I guess my roommate was right when she said brining coffee effects your placement.
“That was a mistake,” I tried to explain to the man who still had my mug clasped in his hands. “My hand must’ve slipped when I was putting in the sugar this…”
“She is also careless and inexact.” The man holding my coffee mug stated as he gave the mug back to me with a condescending stare.
“Elimination all jobs the culinary field.”
“She doesn’t wear glasses.”
“Then her intellectual mental ability is substantially lower than most. Eliminated jobs in the scientific and medical fields!”
“But I’ve been in school studying chemistry for the past sixteen years! I’ve been trained for a medical research job!” I tried pleading with the ones in the front row, but my plea seemed to land on deaf ears.  
 “Assessment complete!” A man yelled from somewhere in the room and everyone went silent.
“Hannah Anderson, you are assigned to work in the mail delivery service. Please schedule a screening in ten years for reassessment.”
I looked up at the room of people in shock. Surely they couldn’t assign me to ten years delivering mail because I didn’t wear glasses and put too much sugar in my coffee this morning.”
“Can I request a reassessment?” I yelled up at the group of people.
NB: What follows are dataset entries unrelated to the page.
use crate::error::EmbedError;

/// Default number of words per chunk
pub const DEFAULT_CHUNK_SIZE: usize = 300;

/// Splits text into consecutive, non-overlapping chunks of `chunk_size` words.
///
/// Words are separated by any whitespace and rejoined with single spaces.
/// The last chunk may be shorter. Whitespace-only text yields no chunks.
pub fn split_words(text: &str, chunk_size: usize) -> Result<Vec<String>, EmbedError> {
    if chunk_size == 0 {
        return Err(EmbedError::InvalidChunkSize(chunk_size));
    }

    let words: Vec<&str> = text.split_whitespace().collect();

    Ok(words.chunks(chunk_size).map(|group| group.join(" ")).collect())
}

#[cfg(test)]
mod tests {
    use super::*;

    fn numbered_words(count: usize) -> String {
        (0..count)
            .map(|i| format!("w{i}"))
            .collect::<Vec<_>>()
            .join(if count % 2 == 0 { " " } else { "\n\t " })
    }

    #[test]
    fn chunk_count_is_ceiling_of_word_count() {
        for words in [1, 299, 300, 301, 599, 600, 601, 1234] {
            let chunks = split_words(&numbered_words(words), DEFAULT_CHUNK_SIZE).unwrap();
            assert_eq!(chunks.len(), words.div_ceil(DEFAULT_CHUNK_SIZE), "words: {words}");
        }
    }

    #[test]
    fn chunks_reproduce_word_sequence() {
        let text = numbered_words(731);
        let chunks = split_words(&text, DEFAULT_CHUNK_SIZE).unwrap();

        let rejoined: Vec<&str> = chunks.iter().flat_map(|c| c.split(' ')).collect();
        let original: Vec<&str> = text.split_whitespace().collect();
        assert_eq!(rejoined, original);

        assert!(chunks[..chunks.len() - 1]
            .iter()
            .all(|c| c.split(' ').count() == DEFAULT_CHUNK_SIZE));
        assert_eq!(chunks.last().unwrap().split(' ').count(), 131);
    }

    #[test]
    fn exactly_chunk_size_words_is_one_normalized_chunk() {
        let text = numbered_words(299) + "\n\n  last  ";
        let chunks = split_words(&text, DEFAULT_CHUNK_SIZE).unwrap();

        assert_eq!(chunks.len(), 1);
        assert_eq!(chunks[0], text.split_whitespace().collect::<Vec<_>>().join(" "));
    }

    #[test]
    fn blank_text_has_no_chunks() {
        assert!(split_words("", 300).unwrap().is_empty());
        assert!(split_words(" \n\t ", 300).unwrap().is_empty());
    }

    #[test]
    fn zero_chunk_size_is_rejected() {
        assert!(matches!(
            split_words("some words", 0),
            Err(EmbedError::InvalidChunkSize(0))
        ));
    }

    #[test]
    fn custom_chunk_size() {
        let chunks = split_words("a b c d e", 2).unwrap();
        assert_eq!(chunks, vec!["a b", "c d", "e"]);
    }
}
“You may file for a reassessment, but it may take up to twenty years to confirm. Please leave now, or you will be removed by force.” I looked over to the door where I had entered and saw two large men standing on either side. I slowly back out of the room, not wanting to look anyone in the eye. At the front desk, the smiling woman handed me a brown cardboard box.
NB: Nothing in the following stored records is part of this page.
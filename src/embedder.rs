use crate::error::EmbedError;
use ndarray::{ArrayView1, ArrayView3, Axis, ErrorKind, ShapeError};
use ort::{session::Session, value::Value};
use tokenizers::{PaddingParams, PaddingStrategy, Tokenizer, TruncationParams};

/// Maximum sequence length in tokens.
/// Longer inputs are truncated, matching the model's training setup.
const MAX_SEQUENCE_LENGTH: usize = 256;

/// Maps an ordered batch of texts to one vector per text, in the same order.
pub trait EmbeddingModel {
    fn embed_batch(&mut self, texts: &[String]) -> Result<Vec<Vec<f32>>, EmbedError>;
}

/// Sentence embedder backed by ONNX Runtime.
///
/// Loads an exported all-MiniLM-L6-v2 model and its tokenizer, and turns a
/// batch of texts into L2-normalized, mean-pooled sentence vectors.
pub struct OnnxEmbedder {
    session: Session,
    tokenizer: Tokenizer,
}

impl OnnxEmbedder {
    /// Creates a new OnnxEmbedder instance.
    ///
    /// # Arguments
    /// * `model_path` - Path to the ONNX model file (e.g., "model/model.onnx")
    /// * `tokenizer_path` - Path to the tokenizer JSON file (e.g., "model/tokenizer.json")
    pub fn new(model_path: &str, tokenizer_path: &str) -> Result<Self, EmbedError> {
        let session = Session::builder()?
            .with_optimization_level(ort::session::builder::GraphOptimizationLevel::Level1)?
            .commit_from_file(model_path)?;

        let mut tokenizer =
            Tokenizer::from_file(tokenizer_path).map_err(|e| EmbedError::TokenizerLoad {
                path: tokenizer_path.to_string(),
                reason: e.to_string(),
            })?;

        // Pad every batch to its longest member so inputs form a rectangle
        tokenizer.with_padding(Some(PaddingParams {
            strategy: PaddingStrategy::BatchLongest,
            ..Default::default()
        }));
        tokenizer
            .with_truncation(Some(TruncationParams {
                max_length: MAX_SEQUENCE_LENGTH,
                ..Default::default()
            }))
            .map_err(|e| EmbedError::TokenizerLoad {
                path: tokenizer_path.to_string(),
                reason: e.to_string(),
            })?;

        Ok(Self { session, tokenizer })
    }

    /// Tokenizes a batch into flattened `[batch, seq_len]` tensors.
    ///
    /// Returns (input_ids, attention_mask, token_type_ids, seq_len).
    fn tokenize(
        &self,
        texts: &[String],
    ) -> Result<(Vec<i64>, Vec<i64>, Vec<i64>, usize), EmbedError> {
        let inputs: Vec<&str> = texts.iter().map(String::as_str).collect();
        let encodings = self
            .tokenizer
            .encode_batch(inputs, true)
            .map_err(|e| EmbedError::Tokenization(e.to_string()))?;

        let seq_len = encodings.first().map(|e| e.len()).unwrap_or(0);
        let capacity = encodings.len() * seq_len;
        let mut input_ids = Vec::with_capacity(capacity);
        let mut attention_mask = Vec::with_capacity(capacity);
        let mut token_type_ids = Vec::with_capacity(capacity);

        // Convert to i64 as required by ONNX Runtime
        for encoding in &encodings {
            input_ids.extend(encoding.get_ids().iter().map(|&id| id as i64));
            attention_mask.extend(encoding.get_attention_mask().iter().map(|&m| m as i64));
            token_type_ids.extend(encoding.get_type_ids().iter().map(|&t| t as i64));
        }

        Ok((input_ids, attention_mask, token_type_ids, seq_len))
    }

    /// Applies mean pooling to the token embeddings of one batch row.
    ///
    /// The attention mask excludes padding tokens from the average.
    fn mean_pooling(hidden_states: &ArrayView3<f32>, row: usize, attention_mask: &[i64]) -> Vec<f32> {
        // [seq_len, hidden_dim] for this row
        let states_2d = hidden_states.index_axis(Axis(0), row);

        let mask_f32: Vec<f32> = attention_mask.iter().map(|&x| x as f32).collect();
        let mask_1d: ArrayView1<f32> = ArrayView1::from(mask_f32.as_slice());
        let count = mask_1d.sum();

        // Broadcast multiply zeros out padding tokens
        let mask_col = mask_1d.insert_axis(Axis(1));
        let masked_states = &states_2d * &mask_col;
        let sum = masked_states.sum_axis(Axis(0));

        let mean = if count > 0.0 { sum / count } else { sum };
        mean.to_vec()
    }

    /// Pools and normalizes every row of the model output.
    ///
    /// The output must hold exactly one row per input and one position per
    /// input token, otherwise the mask cannot be lined up with it.
    fn pool_rows(
        hidden_states: &ArrayView3<f32>,
        attention_mask: &[i64],
        expected_rows: usize,
    ) -> Result<Vec<Vec<f32>>, EmbedError> {
        let (rows, seq_len, _) = hidden_states.dim();
        if rows != expected_rows {
            return Err(EmbedError::CountMismatch {
                expected: expected_rows,
                got: rows,
            });
        }
        if attention_mask.len() != rows * seq_len {
            return Err(EmbedError::ArrayShape(ShapeError::from_kind(
                ErrorKind::IncompatibleShape,
            )));
        }

        Ok((0..rows)
            .map(|row| {
                let mask = &attention_mask[row * seq_len..(row + 1) * seq_len];
                Self::normalize(&Self::mean_pooling(hidden_states, row, mask))
            })
            .collect())
    }

    /// Applies L2 normalization to the embedding vector.
    fn normalize(embedding: &[f32]) -> Vec<f32> {
        let norm: f32 = embedding.iter().map(|x| x * x).sum::<f32>().sqrt();

        if norm > 0.0 {
            embedding.iter().map(|x| x / norm).collect()
        } else {
            embedding.to_vec()
        }
    }
}

impl EmbeddingModel for OnnxEmbedder {
    fn embed_batch(&mut self, texts: &[String]) -> Result<Vec<Vec<f32>>, EmbedError> {
        if texts.is_empty() {
            return Ok(Vec::new());
        }

        let (input_ids, attention_mask, token_type_ids, seq_len) = self.tokenize(texts)?;
        let shape = vec![texts.len(), seq_len];

        let outputs = self.session.run(ort::inputs![
            "input_ids" => Value::from_array((shape.clone(), input_ids))?,
            "attention_mask" => Value::from_array((shape.clone(), attention_mask.clone()))?,
            "token_type_ids" => Value::from_array((shape, token_type_ids))?,
        ])?;

        // last_hidden_state: [batch_size, seq_len, hidden_dim]
        let (output_shape, output_data) = outputs[0].try_extract_tensor::<f32>()?;
        let batch_size = output_shape[0] as usize;
        let seq_len_out = output_shape[1] as usize;
        let hidden_dim = output_shape[2] as usize;

        let output_view = ArrayView3::from_shape((batch_size, seq_len_out, hidden_dim), output_data)?;

        Self::pool_rows(&output_view, &attention_mask, texts.len())
    }
}

#[cfg(test)]
mod tests {
    use super::*;
    use ndarray::Array3;

    #[test]
    fn mean_pooling_ignores_padding() {
        // one row, three tokens (last is padding), two dims
        let states = Array3::from_shape_vec((1, 3, 2), vec![1.0, 2.0, 3.0, 4.0, 100.0, 100.0]).unwrap();
        let pooled = OnnxEmbedder::mean_pooling(&states.view(), 0, &[1, 1, 0]);
        assert_eq!(pooled, vec![2.0, 3.0]);
    }

    #[test]
    fn mean_pooling_selects_row() {
        let states = Array3::from_shape_vec((2, 1, 2), vec![1.0, 1.0, 5.0, 7.0]).unwrap();
        assert_eq!(OnnxEmbedder::mean_pooling(&states.view(), 1, &[1]), vec![5.0, 7.0]);
    }

    #[test]
    fn pool_rows_normalizes_each_row() {
        let states = Array3::from_shape_vec((2, 2, 2), vec![3.0, 4.0, 9.0, 9.0, 0.0, 2.0, 0.0, 2.0]).unwrap();
        let pooled = OnnxEmbedder::pool_rows(&states.view(), &[1, 0, 1, 1], 2).unwrap();
        assert_eq!(pooled.len(), 2);
        assert!((pooled[0][0] - 0.6).abs() < 1e-6);
        assert!((pooled[0][1] - 0.8).abs() < 1e-6);
        assert_eq!(pooled[1], vec![0.0, 1.0]);
    }

    #[test]
    fn extra_output_rows_are_a_count_mismatch() {
        let states = Array3::from_shape_vec((3, 1, 2), vec![1.0; 6]).unwrap();
        let err = OnnxEmbedder::pool_rows(&states.view(), &[1, 1], 2).unwrap_err();
        assert!(matches!(err, EmbedError::CountMismatch { expected: 2, got: 3 }));
    }

    #[test]
    fn output_sequence_length_must_match_mask() {
        let states = Array3::from_shape_vec((1, 3, 2), vec![1.0; 6]).unwrap();
        let err = OnnxEmbedder::pool_rows(&states.view(), &[1, 1], 1).unwrap_err();
        assert!(matches!(err, EmbedError::ArrayShape(_)));
    }

    #[test]
    fn normalize_produces_unit_vector() {
        let normalized = OnnxEmbedder::normalize(&[3.0, 4.0]);
        assert!((normalized[0] - 0.6).abs() < 1e-6);
        assert!((normalized[1] - 0.8).abs() < 1e-6);
        assert_eq!(OnnxEmbedder::normalize(&[0.0, 0.0]), vec![0.0, 0.0]);
    }
}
“Inside are your job instructions along with your new uniform! You will excel in whatever career path the Judgment Board has picked for you.”
I took the box from her and carried it down three flights of stairs and out the front doors of the building. On the bus ride home the cardboard box sat on my lap. I felt like it was weighing me down from what I could’ve accomplished. I couldn’t help but think about how a group of people who had never met me before decided my future in less than five minutes. All based on what? What they could interpret about my personality just from physical traits. How was that even fair?
As I pushed open the door to my apartment, I could hear my roommate laughing before I could even shut the door behind me.
“What did I tell you?” She shouted in a rather mocking tone. “It’s just a bunch of bullshit.”
This morning I would’ve never agreed with that statement, but we were in the same boat now.